Sunday, February 23, 2014

The Walking Dead: 4.10 "Inmates"


And once again, we’re a week late on our Walking Dead posts. I’m going to give up on saying we’re one week late, and instead say we’re offering up weekly previews to the upcoming episodes. We meant to post this on a Sunday!! Because people liked our epistolary approach last week, and because we will always be in very different geographical locations, we thought we’d continue that format.

Dear Josh,
Well, we Canadians like to think we’re a hardy bunch, but occasionally this weather gets us down. In my case, it was looking up on Saturday to see a hole in my ceiling above my bookcase and realizing that my beautiful cathedral ceilings slope down on one side against the house, where the snow has been melting off and on for the past three months, sliding down the main roof and creating a massive ice rink between the two. It was inevitable that it would come through. But maybe, in the end, we are hardy, since I was out there knocking down icicles and my husband got right up on the roof, shovelling the whole thing off and then proceeding to work his way through three feet of ice up there. The leak has stopped. The hole in my office ceiling is huge and ugly. Ah well. I guess it could have been worse, right? RIGHT?! 

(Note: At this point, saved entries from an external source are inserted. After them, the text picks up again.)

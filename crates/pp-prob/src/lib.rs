//! Numeric building blocks for popprior.
//!
//! This crate hosts the small numeric surface the distribution crate is written against:
//! - stable log/exp primitives (`log1pexp`, `logaddexp`, `log_sigmoid`, ...)
//! - standard-normal and Beta-function helpers backed by `statrs`
//! - fixed grids: `linspace`, linear `interp`, trapezoid quadrature, cumulative sums
//! - bijectors with explicit Jacobians
//! - the magnitude/luminosity conversion pair

pub mod beta;
pub mod conversions;
pub mod grid;
pub mod math;
pub mod normal;
pub mod transforms;
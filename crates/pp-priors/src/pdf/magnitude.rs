use crate::pdf::{BoundedPdf, PowerLawPdf};
use pp_core::{Result, Support};
use pp_prob::conversions::magnitude_to_luminosity;

/// Luminosity power law `p(L) ∝ L^alpha` expressed as a density over absolute magnitude.
///
/// The magnitude support `[m_min, m_max]` maps onto luminosities
/// `[L(m_max), L(m_min)]` (brighter is smaller magnitude). With `dL/dM = -0.4 ln10 · L`
/// the magnitude density is
///
/// `p(M) = 0.4 ln10 · L^(alpha+1) / N(alpha)`,
///
/// evaluated as a normalized `L^(alpha+1)` law times `0.4 ln10 · N(alpha+1) / N(alpha)`.
/// The CDF in magnitude is the luminosity survival function, `1 - CDF_L(L(M))`.
#[derive(Debug, Clone)]
pub struct MagnitudePowerLawPdf {
    support: Support,
    alpha: f64,
    density_law: PowerLawPdf,
    cumulative_law: PowerLawPdf,
    log_jacobian_factor: f64,
}

impl MagnitudePowerLawPdf {
    /// Create from a magnitude range and the luminosity slope `alpha`.
    pub fn new(m_min: f64, m_max: f64, alpha: f64) -> Result<Self> {
        let support = Support::new(m_min, m_max)?;
        let l_max = magnitude_to_luminosity(m_min);
        let l_min = magnitude_to_luminosity(m_max);
        let density_law = PowerLawPdf::new(l_min, l_max, alpha + 1.0)?;
        let cumulative_law = PowerLawPdf::new(l_min, l_max, alpha)?;
        let log_jacobian_factor = (0.4 * std::f64::consts::LN_10).ln() + density_law.ln_norm()
            - cumulative_law.ln_norm();
        Ok(Self { support, alpha, density_law, cumulative_law, log_jacobian_factor })
    }

    /// Luminosity slope.
    pub fn alpha(&self) -> f64 {
        self.alpha
    }
}

impl BoundedPdf for MagnitudePowerLawPdf {
    fn support(&self) -> Support {
        self.support
    }

    fn log_pdf_unclamped(&self, m: f64) -> f64 {
        self.density_law.log_pdf_unclamped(magnitude_to_luminosity(m)) + self.log_jacobian_factor
    }

    fn log_cdf_unclamped(&self, m: f64) -> f64 {
        let l = magnitude_to_luminosity(m);
        let below = self.cumulative_law.log_cdf_unclamped(l).exp();
        (-below.min(1.0)).ln_1p()
    }
}

#[cfg(test)]
mod tests {
    use super::*;
    use approx::assert_relative_eq;
    use pp_prob::grid::{linspace, trapezoid};

    #[test]
    fn test_normalized_over_magnitudes() {
        let p = MagnitudePowerLawPdf::new(-23.0, -19.0, -1.8).unwrap();
        let x = linspace(-23.0, -19.0, 40_001);
        let y: Vec<f64> = x.iter().map(|&v| p.pdf(v)).collect();
        assert_relative_eq!(trapezoid(&y, &x), 1.0, epsilon = 1e-6);
    }

    #[test]
    fn test_cdf_edges_and_monotone() {
        let p = MagnitudePowerLawPdf::new(-23.0, -19.0, -1.8).unwrap();
        assert_eq!(p.cdf(-23.0), 0.0);
        assert_relative_eq!(p.cdf(-19.0), 1.0, epsilon = 1e-12);
        let grid = linspace(-23.0, -19.0, 101);
        let c: Vec<f64> = grid.iter().map(|&m| p.cdf(m)).collect();
        assert!(c.windows(2).all(|w| w[1] >= w[0]));
    }

    #[test]
    fn test_density_matches_finite_difference_of_cdf() {
        let p = MagnitudePowerLawPdf::new(-23.0, -19.0, -0.5).unwrap();
        let m = -21.3;
        let h = 1e-5;
        let fd = (p.cdf(m + h) - p.cdf(m - h)) / (2.0 * h);
        assert_relative_eq!(p.pdf(m), fd, max_relative = 1e-5);
    }

    #[test]
    fn test_faint_end_dominates_for_steep_slope() {
        // With alpha < -1 faint galaxies (large M) are more common.
        let p = MagnitudePowerLawPdf::new(-23.0, -19.0, -2.0).unwrap();
        assert!(p.pdf(-19.5) > p.pdf(-22.5));
    }
}
//! Bijective transforms with explicit Jacobians.
//!
//! A flexible distribution is defined on an internal coordinate and mapped onto the
//! user-facing support; the density picks up `log|dθ/dz|` from every map in the chain.

use pp_core::{Error, Result, Support};

/// A bijective transform from `z` to `theta`.
pub trait Bijector: Send + Sync {
    /// Map `theta = forward(z)`.
    fn forward(&self, z: f64) -> f64;
    /// Map `z = inverse(theta)`.
    fn inverse(&self, theta: f64) -> f64;
    /// Jacobian element: `dtheta/dz`.
    fn jacobian(&self, z: f64) -> f64;
    /// Log absolute determinant of Jacobian: `log|dtheta/dz|`.
    fn log_abs_det_jacobian(&self, z: f64) -> f64 {
        self.jacobian(z).abs().ln()
    }
}

/// Affine map sending the interval `[a, b]` onto `[c, d]`.
///
/// `theta = c + (z - a) * (d - c) / (b - a)`, constant Jacobian `(d - c)/(b - a)`.
#[derive(Debug, Clone, Copy, PartialEq)]
pub struct AffineBijector {
    from: Support,
    to: Support,
    scale: f64,
    log_abs_scale: f64,
}

impl AffineBijector {
    /// Build the map `from -> to`.
    pub fn between(from: Support, to: Support) -> Result<Self> {
        let scale = to.width() / from.width();
        if !scale.is_finite() || scale <= 0.0 {
            return Err(Error::InvalidParameter(format!(
                "affine map requires a finite positive scale, got {scale} for {from:?} -> {to:?}"
            )));
        }
        Ok(Self { from, to, scale, log_abs_scale: scale.ln() })
    }

    /// Source interval.
    pub fn from_support(&self) -> Support {
        self.from
    }

    /// Target interval.
    pub fn to_support(&self) -> Support {
        self.to
    }
}

impl Bijector for AffineBijector {
    #[inline]
    fn forward(&self, z: f64) -> f64 {
        if z == self.from.max {
            // Land exactly on the upper edge; `c + (b-a)*s` can miss `d` by an ulp.
            return self.to.max;
        }
        self.to.min + (z - self.from.min) * self.scale
    }
    #[inline]
    fn inverse(&self, theta: f64) -> f64 {
        if theta == self.to.max {
            return self.from.max;
        }
        self.from.min + (theta - self.to.min) / self.scale
    }
    #[inline]
    fn jacobian(&self, _z: f64) -> f64 {
        self.scale
    }
    #[inline]
    fn log_abs_det_jacobian(&self, _z: f64) -> f64 {
        self.log_abs_scale
    }
}
//! Normal distribution utilities.

use statrs::function::erf::{erf, erfc};
use std::f64::consts::SQRT_2;

/// Natural log of `sqrt(2π)`.
///
/// `ln(sqrt(2π)) = 0.5*ln(2π)` (precomputed to keep this crate const-friendly).
pub const LN_SQRT_2PI: f64 = 0.918_938_533_204_672_7;

/// `log φ(z)` for the standard normal.
#[inline]
pub fn standard_logpdf(z: f64) -> f64 {
    -0.5 * z * z - LN_SQRT_2PI
}

/// `Φ(z) = 0.5 * (1 + erf(z/√2))`, evaluated through `erfc` to keep the lower tail accurate.
#[inline]
pub fn standard_cdf(z: f64) -> f64 {
    0.5 * erfc(-z / SQRT_2)
}

/// `1 - Φ(z)`, accurate in the upper tail.
#[inline]
pub fn standard_sf(z: f64) -> f64 {
    0.5 * erfc(z / SQRT_2)
}

/// Probability mass of `N(mean, sigma)` inside `[lo, hi]`.
///
/// Equals `0.5 * [erf(z_hi) - erf(z_lo)]` with `z = (x - mean)/(sigma √2)`. When both
/// edges sit in the upper tail the difference is taken between survival functions so the
/// result does not cancel to zero.
pub fn interval_mass(lo: f64, hi: f64, mean: f64, sigma: f64) -> f64 {
    let z_lo = (lo - mean) / sigma;
    let z_hi = (hi - mean) / sigma;
    if z_lo > 0.0 {
        standard_sf(z_lo) - standard_sf(z_hi)
    } else if z_hi < 0.0 {
        standard_cdf(z_hi) - standard_cdf(z_lo)
    } else {
        0.5 * (erf(z_hi / SQRT_2) - erf(z_lo / SQRT_2))
    }
}

/// Depth of the Laplace continued fraction used by [`log_standard_cdf`] in the lower tail.
const MILLS_CF_TERMS: usize = 100;

/// `ln Φ(z)`, finite far into the lower tail where `Φ(z)` itself underflows.
///
/// Below `z = -5` uses the Mills-ratio continued fraction
/// `Φ(-x) = φ(x) / (x + 1/(x + 2/(x + 3/(x + ...))))`.
pub fn log_standard_cdf(z: f64) -> f64 {
    if z.is_nan() || z > -5.0 {
        return standard_cdf(z).ln();
    }
    if z == f64::NEG_INFINITY {
        return f64::NEG_INFINITY;
    }
    let x = -z;
    let mut t = x;
    for k in (1..=MILLS_CF_TERMS).rev() {
        t = x + k as f64 / t;
    }
    standard_logpdf(x) - t.ln()
}

/// `ln` of [`interval_mass`], kept finite when both edges sit deep in the same tail.
pub fn log_interval_mass(lo: f64, hi: f64, mean: f64, sigma: f64) -> f64 {
    let z_lo = (lo - mean) / sigma;
    let z_hi = (hi - mean) / sigma;
    // mass = Φ(a) - Φ(b) with b <= a <= 0; the upper tail is reflected.
    let (a, b) = if z_lo > 0.0 {
        (-z_lo, -z_hi)
    } else if z_hi < 0.0 {
        (z_hi, z_lo)
    } else {
        return interval_mass(lo, hi, mean, sigma).ln();
    };
    let la = log_standard_cdf(a);
    if la == f64::NEG_INFINITY {
        return f64::NEG_INFINITY;
    }
    la + (-(log_standard_cdf(b) - la).exp()).ln_1p()
}
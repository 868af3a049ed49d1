//! popprior CLI

use anyhow::{Context, Result};
use clap::{Parser, Subcommand};
use pp_priors::{BoundedPdf, Distribution, JointPdf2d, PriorSpecV0, Samples, read_prior_spec};
use rand::SeedableRng;
use rand::rngs::StdRng;
use std::path::PathBuf;

#[derive(Parser)]
#[command(name = "popprior")]
#[command(about = "popprior - Boundary-aware population priors")]
#[command(version)]
struct Cli {
    /// Log verbosity level (trace, debug, info, warn, error)
    #[arg(long, global = true, default_value = "warn")]
    log_level: tracing::Level,

    #[command(subcommand)]
    command: Commands,
}

#[derive(Subcommand)]
enum Commands {
    /// Parse and build a prior spec, print its type and support
    Validate {
        /// Prior spec (JSON, schema_version = popprior_spec_v0)
        #[arg(short, long)]
        spec: PathBuf,
    },

    /// Evaluate log_pdf / pdf / log_cdf / cdf at given points
    Eval {
        /// Prior spec (JSON, schema_version = popprior_spec_v0)
        #[arg(short, long)]
        spec: PathBuf,

        /// Evaluation points (comma separated). For 2D priors these are the x1 values.
        #[arg(long, value_delimiter = ',', allow_negative_numbers = true, conflicts_with = "grid")]
        x: Vec<f64>,

        /// Second coordinate for 2D priors (comma separated, same length as `--x`).
        #[arg(long, value_delimiter = ',', allow_negative_numbers = true)]
        x2: Vec<f64>,

        /// Evaluate on N equally spaced points across the support (1D only).
        #[arg(long)]
        grid: Option<usize>,

        /// Output file for results (pretty JSON). Defaults to stdout.
        #[arg(short, long)]
        output: Option<PathBuf>,
    },

    /// Draw samples by inverse-transform sampling
    Sample {
        /// Prior spec (JSON, schema_version = popprior_spec_v0)
        #[arg(short, long)]
        spec: PathBuf,

        /// Number of samples
        #[arg(short = 'n', long, default_value = "1000")]
        n_samples: usize,

        /// RNG seed
        #[arg(long, default_value = "42")]
        seed: u64,

        /// Output file for results (pretty JSON). Defaults to stdout.
        #[arg(short, long)]
        output: Option<PathBuf>,
    },
}

fn main() -> Result<()> {
    let cli = Cli::parse();

    // Logs go to stderr; stdout carries the JSON result.
    tracing_subscriber::fmt()
        .with_max_level(cli.log_level)
        .with_target(false)
        .with_writer(std::io::stderr)
        .init();

    match cli.command {
        Commands::Validate { spec } => cmd_validate(&spec),
        Commands::Eval { spec, x, x2, grid, output } => {
            cmd_eval(&spec, x, x2, grid, output.as_ref())
        }
        Commands::Sample { spec, n_samples, seed, output } => {
            cmd_sample(&spec, n_samples, seed, output.as_ref())
        }
    }
}

fn write_json(output: Option<&PathBuf>, value: serde_json::Value) -> Result<()> {
    if let Some(path) = output {
        std::fs::write(path, serde_json::to_string_pretty(&value)?)
            .with_context(|| format!("failed to write {}", path.display()))?;
    } else {
        println!("{}", serde_json::to_string_pretty(&value)?);
    }
    Ok(())
}

fn load(path: &PathBuf) -> Result<(PriorSpecV0, Distribution)> {
    let spec = read_prior_spec(path)
        .with_context(|| format!("failed to load prior spec {}", path.display()))?;
    let dist = spec
        .compile()
        .with_context(|| format!("failed to build prior from {}", path.display()))?;
    tracing::info!(
        kind = spec.distribution.type_name(),
        dimension = dist.dimension(),
        "prior compiled"
    );
    Ok((spec, dist))
}

fn header(spec: &PriorSpecV0, dist: &Distribution) -> serde_json::Value {
    let mut v = serde_json::json!({
        "name": spec.name,
        "type": spec.distribution.type_name(),
        "dimension": dist.dimension(),
    });
    if let Distribution::OneD(p) = dist {
        let s = p.support();
        v["support"] = serde_json::json!([s.min, s.max]);
    }
    v
}

fn cmd_validate(spec_path: &PathBuf) -> Result<()> {
    let (spec, dist) = load(spec_path)?;
    let mut out = header(&spec, &dist);
    out["valid"] = serde_json::Value::Bool(true);
    write_json(None, out)
}

fn cmd_eval(
    spec_path: &PathBuf,
    x: Vec<f64>,
    x2: Vec<f64>,
    grid: Option<usize>,
    output: Option<&PathBuf>,
) -> Result<()> {
    let (spec, dist) = load(spec_path)?;
    let mut out = header(&spec, &dist);

    match &dist {
        Distribution::OneD(prior) => {
            if !x2.is_empty() {
                anyhow::bail!("--x2 is only valid for 2D priors");
            }
            let xs = match grid {
                Some(n) => {
                    if n < 2 {
                        anyhow::bail!("--grid must be >= 2, got {n}");
                    }
                    let s = prior.support();
                    (0..n).map(|i| s.min + s.width() * i as f64 / (n - 1) as f64).collect()
                }
                None => x,
            };
            if xs.is_empty() {
                anyhow::bail!("nothing to evaluate: pass --x or --grid");
            }
            let n = xs.len();
            let (mut log_pdf, mut pdf) = (vec![0.0; n], vec![0.0; n]);
            let (mut log_cdf, mut cdf) = (vec![0.0; n], vec![0.0; n]);
            prior.log_pdf_batch(&xs, &mut log_pdf)?;
            prior.pdf_batch(&xs, &mut pdf)?;
            prior.log_cdf_batch(&xs, &mut log_cdf)?;
            prior.cdf_batch(&xs, &mut cdf)?;
            tracing::info!(n_points = n, "evaluated 1D prior");

            out["x"] = serde_json::json!(xs);
            out["log_pdf"] = serde_json::json!(log_pdf);
            out["pdf"] = serde_json::json!(pdf);
            out["log_cdf"] = serde_json::json!(log_cdf);
            out["cdf"] = serde_json::json!(cdf);
        }
        Distribution::TwoD(joint) => {
            if grid.is_some() {
                anyhow::bail!("--grid is only supported for 1D priors");
            }
            if x.is_empty() || x.len() != x2.len() {
                anyhow::bail!(
                    "2D priors need --x and --x2 of equal, non-zero length (got {} and {})",
                    x.len(),
                    x2.len()
                );
            }
            let n = x.len();
            let (mut log_pdf, mut pdf) = (vec![0.0; n], vec![0.0; n]);
            joint.log_pdf_batch(&x, &x2, &mut log_pdf)?;
            joint.pdf_batch(&x, &x2, &mut pdf)?;
            tracing::info!(n_points = n, "evaluated 2D prior");

            out["x1"] = serde_json::json!(x);
            out["x2"] = serde_json::json!(x2);
            out["log_pdf"] = serde_json::json!(log_pdf);
            out["pdf"] = serde_json::json!(pdf);
        }
    }

    write_json(output, out)
}

fn cmd_sample(
    spec_path: &PathBuf,
    n_samples: usize,
    seed: u64,
    output: Option<&PathBuf>,
) -> Result<()> {
    let (spec, dist) = load(spec_path)?;
    let mut rng = StdRng::seed_from_u64(seed);
    let samples = dist.sample(n_samples, &mut rng)?;
    tracing::info!(n_samples, seed, "sampling complete");

    let mut out = header(&spec, &dist);
    out["n_samples"] = serde_json::json!(n_samples);
    out["seed"] = serde_json::json!(seed);
    match samples {
        Samples::OneD(xs) => out["samples"] = serde_json::json!(xs),
        Samples::TwoD(pairs) => {
            out["x1"] = serde_json::json!(pairs.x1);
            out["x2"] = serde_json::json!(pairs.x2);
        }
    }
    write_json(output, out)
}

Yeah, I could have had walkers up there. 

On to this week’s Walking Dead! Another well constructed story, I thought, where we catch up on the remaining groups, each split up to have their own focus: 

-Beth and Derle
-Tyreese, Mika, and Lizzie [Borden]… and Judith!! You called it! And Carol!! I called it! :) 
-Maggie, Bob Stookey, and Sasha
-Glenn on his own
-Glenn plus Tara

Each story had its own theme, and yet each one overlapped with the others. They didn’t necessarily happen in chronological order, which is the best part (Tyreese and the girls leave the grapes behind that Beth and Daryl find), but show how each member of the group separated, yet they all follow the exact same path out of there. Beth and Daryl’s story opened with a voiceover of Beth writing in her diary months earlier, reminding us what a young girl she was and still is, and yet at the same time how much she’s grown up since writing that naïve entry. Tyreese has his hands full with a baby that won’t stop crying and two little girls who handle stress in very different ways. Maggie has one goal and one goal only, and that’s to find Glenn… and when she eventually kills a walker with black hair and black shirt, it looks like she thinks she actually DID find him and just killed him. Glenn wants to find Maggie, but must work together with a girl who had helped the Governor, the very man who’d put them all in this mess in the first place. 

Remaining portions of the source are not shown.